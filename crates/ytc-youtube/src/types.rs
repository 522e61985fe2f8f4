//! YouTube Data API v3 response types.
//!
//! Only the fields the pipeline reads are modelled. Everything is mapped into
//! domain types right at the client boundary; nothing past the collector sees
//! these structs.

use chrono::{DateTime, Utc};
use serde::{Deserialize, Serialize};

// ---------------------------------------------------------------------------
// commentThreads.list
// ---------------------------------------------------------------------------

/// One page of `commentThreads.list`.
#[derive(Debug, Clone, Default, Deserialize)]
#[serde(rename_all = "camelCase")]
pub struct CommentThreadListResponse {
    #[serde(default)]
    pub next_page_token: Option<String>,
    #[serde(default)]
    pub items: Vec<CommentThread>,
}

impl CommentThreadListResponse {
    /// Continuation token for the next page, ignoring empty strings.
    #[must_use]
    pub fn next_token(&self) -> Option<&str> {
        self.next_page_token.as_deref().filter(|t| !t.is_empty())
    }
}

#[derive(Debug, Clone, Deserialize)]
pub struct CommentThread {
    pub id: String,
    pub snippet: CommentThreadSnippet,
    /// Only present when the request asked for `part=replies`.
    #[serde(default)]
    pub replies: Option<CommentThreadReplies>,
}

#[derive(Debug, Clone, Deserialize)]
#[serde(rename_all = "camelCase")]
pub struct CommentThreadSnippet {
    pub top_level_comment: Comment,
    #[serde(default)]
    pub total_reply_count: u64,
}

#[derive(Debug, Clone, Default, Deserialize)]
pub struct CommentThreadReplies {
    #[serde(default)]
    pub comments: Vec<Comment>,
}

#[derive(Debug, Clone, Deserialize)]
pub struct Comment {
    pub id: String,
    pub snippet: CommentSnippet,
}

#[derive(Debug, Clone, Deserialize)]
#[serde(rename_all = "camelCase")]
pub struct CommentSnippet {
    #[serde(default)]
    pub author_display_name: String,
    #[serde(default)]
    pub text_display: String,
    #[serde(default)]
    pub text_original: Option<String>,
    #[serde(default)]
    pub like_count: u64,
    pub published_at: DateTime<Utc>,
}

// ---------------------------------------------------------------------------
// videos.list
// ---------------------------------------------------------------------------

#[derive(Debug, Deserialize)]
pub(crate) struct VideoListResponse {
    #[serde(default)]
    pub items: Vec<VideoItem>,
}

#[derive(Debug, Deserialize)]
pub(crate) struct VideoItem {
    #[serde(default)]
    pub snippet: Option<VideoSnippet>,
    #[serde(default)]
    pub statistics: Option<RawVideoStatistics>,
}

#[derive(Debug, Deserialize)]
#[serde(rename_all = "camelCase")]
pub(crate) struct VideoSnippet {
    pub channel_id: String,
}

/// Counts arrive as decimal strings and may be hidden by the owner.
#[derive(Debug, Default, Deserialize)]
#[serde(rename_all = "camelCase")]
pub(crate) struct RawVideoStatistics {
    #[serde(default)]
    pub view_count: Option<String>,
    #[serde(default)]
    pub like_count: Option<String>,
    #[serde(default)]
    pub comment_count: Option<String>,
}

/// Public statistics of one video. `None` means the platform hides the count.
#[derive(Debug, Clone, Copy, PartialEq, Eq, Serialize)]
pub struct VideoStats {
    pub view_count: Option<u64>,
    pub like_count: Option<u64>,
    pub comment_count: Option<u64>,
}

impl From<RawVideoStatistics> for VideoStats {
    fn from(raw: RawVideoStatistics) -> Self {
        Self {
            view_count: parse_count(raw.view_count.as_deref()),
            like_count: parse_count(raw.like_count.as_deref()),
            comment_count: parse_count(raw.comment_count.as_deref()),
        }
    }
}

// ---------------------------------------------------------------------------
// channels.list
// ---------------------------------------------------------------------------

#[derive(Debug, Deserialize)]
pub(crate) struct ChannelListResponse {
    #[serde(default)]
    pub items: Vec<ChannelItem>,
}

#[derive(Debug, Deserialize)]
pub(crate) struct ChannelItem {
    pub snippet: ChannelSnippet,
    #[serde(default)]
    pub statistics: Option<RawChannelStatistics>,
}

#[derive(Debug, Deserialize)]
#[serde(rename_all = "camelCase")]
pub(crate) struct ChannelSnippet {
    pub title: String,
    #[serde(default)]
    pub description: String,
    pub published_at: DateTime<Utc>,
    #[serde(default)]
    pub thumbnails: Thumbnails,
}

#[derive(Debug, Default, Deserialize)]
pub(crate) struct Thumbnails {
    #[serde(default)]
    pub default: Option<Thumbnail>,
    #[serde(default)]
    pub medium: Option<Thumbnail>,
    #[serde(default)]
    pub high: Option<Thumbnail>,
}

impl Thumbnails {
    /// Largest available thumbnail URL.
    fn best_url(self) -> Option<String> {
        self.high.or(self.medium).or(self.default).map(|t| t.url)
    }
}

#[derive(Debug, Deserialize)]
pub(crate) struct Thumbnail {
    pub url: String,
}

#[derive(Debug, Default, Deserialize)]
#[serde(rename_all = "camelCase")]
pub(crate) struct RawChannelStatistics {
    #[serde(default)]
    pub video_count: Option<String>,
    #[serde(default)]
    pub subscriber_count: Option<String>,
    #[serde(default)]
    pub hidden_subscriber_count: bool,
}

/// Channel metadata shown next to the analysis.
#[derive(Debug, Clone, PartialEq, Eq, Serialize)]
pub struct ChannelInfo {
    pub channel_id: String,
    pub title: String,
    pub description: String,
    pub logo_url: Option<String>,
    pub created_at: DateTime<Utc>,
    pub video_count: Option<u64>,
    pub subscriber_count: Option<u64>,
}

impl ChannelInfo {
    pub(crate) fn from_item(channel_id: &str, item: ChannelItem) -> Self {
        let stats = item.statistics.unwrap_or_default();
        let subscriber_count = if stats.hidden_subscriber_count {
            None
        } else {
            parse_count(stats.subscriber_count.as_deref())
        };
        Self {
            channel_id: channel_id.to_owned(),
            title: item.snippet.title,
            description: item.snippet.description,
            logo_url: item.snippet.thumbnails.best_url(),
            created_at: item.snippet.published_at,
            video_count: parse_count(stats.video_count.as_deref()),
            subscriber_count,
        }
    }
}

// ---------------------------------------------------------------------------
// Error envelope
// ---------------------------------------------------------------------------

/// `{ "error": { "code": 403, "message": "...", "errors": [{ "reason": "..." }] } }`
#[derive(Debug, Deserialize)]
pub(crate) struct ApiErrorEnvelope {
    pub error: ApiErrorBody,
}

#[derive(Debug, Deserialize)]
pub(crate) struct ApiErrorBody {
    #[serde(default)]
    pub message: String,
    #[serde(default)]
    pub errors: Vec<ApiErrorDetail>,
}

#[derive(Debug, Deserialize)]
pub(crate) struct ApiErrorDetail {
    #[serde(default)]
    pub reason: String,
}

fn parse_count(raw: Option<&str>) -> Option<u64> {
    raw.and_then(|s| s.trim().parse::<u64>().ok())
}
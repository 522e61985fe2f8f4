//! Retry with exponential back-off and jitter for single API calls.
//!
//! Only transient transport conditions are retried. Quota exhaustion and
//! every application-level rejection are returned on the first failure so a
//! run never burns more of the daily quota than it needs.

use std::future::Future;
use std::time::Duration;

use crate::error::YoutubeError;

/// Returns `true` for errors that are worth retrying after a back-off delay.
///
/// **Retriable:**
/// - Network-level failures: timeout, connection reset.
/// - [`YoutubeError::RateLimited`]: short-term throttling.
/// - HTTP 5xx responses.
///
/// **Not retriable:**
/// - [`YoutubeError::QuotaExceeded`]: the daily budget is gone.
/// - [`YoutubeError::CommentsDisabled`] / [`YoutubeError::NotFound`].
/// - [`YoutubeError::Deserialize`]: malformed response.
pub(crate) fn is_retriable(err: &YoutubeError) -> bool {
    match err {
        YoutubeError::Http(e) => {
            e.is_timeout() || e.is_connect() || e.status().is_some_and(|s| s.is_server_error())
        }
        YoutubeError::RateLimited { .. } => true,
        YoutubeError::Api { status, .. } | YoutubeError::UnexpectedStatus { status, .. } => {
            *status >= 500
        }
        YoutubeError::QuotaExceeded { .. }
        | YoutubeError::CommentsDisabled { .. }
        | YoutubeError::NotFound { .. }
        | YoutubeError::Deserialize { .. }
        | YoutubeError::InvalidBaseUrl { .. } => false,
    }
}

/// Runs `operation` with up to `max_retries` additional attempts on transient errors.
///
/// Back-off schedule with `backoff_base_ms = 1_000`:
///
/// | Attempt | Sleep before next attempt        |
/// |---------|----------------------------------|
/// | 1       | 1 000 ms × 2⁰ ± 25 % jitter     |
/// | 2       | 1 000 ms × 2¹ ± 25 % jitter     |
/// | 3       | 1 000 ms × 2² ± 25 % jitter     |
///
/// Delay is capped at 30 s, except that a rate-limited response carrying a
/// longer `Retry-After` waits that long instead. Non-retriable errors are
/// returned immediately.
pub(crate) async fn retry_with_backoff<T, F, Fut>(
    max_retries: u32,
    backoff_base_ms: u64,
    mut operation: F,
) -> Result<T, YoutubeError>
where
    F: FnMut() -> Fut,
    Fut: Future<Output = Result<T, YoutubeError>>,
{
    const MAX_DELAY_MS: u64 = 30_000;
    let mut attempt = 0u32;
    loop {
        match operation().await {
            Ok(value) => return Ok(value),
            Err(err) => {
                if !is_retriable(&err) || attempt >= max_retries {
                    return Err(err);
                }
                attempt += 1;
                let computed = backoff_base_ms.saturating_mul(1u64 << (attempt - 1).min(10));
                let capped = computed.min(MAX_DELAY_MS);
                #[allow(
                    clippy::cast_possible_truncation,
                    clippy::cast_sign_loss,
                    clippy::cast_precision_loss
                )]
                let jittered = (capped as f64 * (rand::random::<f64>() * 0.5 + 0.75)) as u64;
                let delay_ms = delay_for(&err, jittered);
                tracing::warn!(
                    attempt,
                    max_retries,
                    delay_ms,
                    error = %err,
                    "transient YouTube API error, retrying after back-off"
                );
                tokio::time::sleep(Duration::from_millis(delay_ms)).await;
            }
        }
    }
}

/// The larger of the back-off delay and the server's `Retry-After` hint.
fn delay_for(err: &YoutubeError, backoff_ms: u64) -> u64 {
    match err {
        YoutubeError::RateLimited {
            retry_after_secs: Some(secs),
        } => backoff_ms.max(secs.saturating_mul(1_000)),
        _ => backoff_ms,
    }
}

====================

Pick out all lines from the data above in which the word "items" appears.

    pub items: Vec<CommentThread>,
    pub items: Vec<VideoItem>,
    pub items: Vec<ChannelItem>,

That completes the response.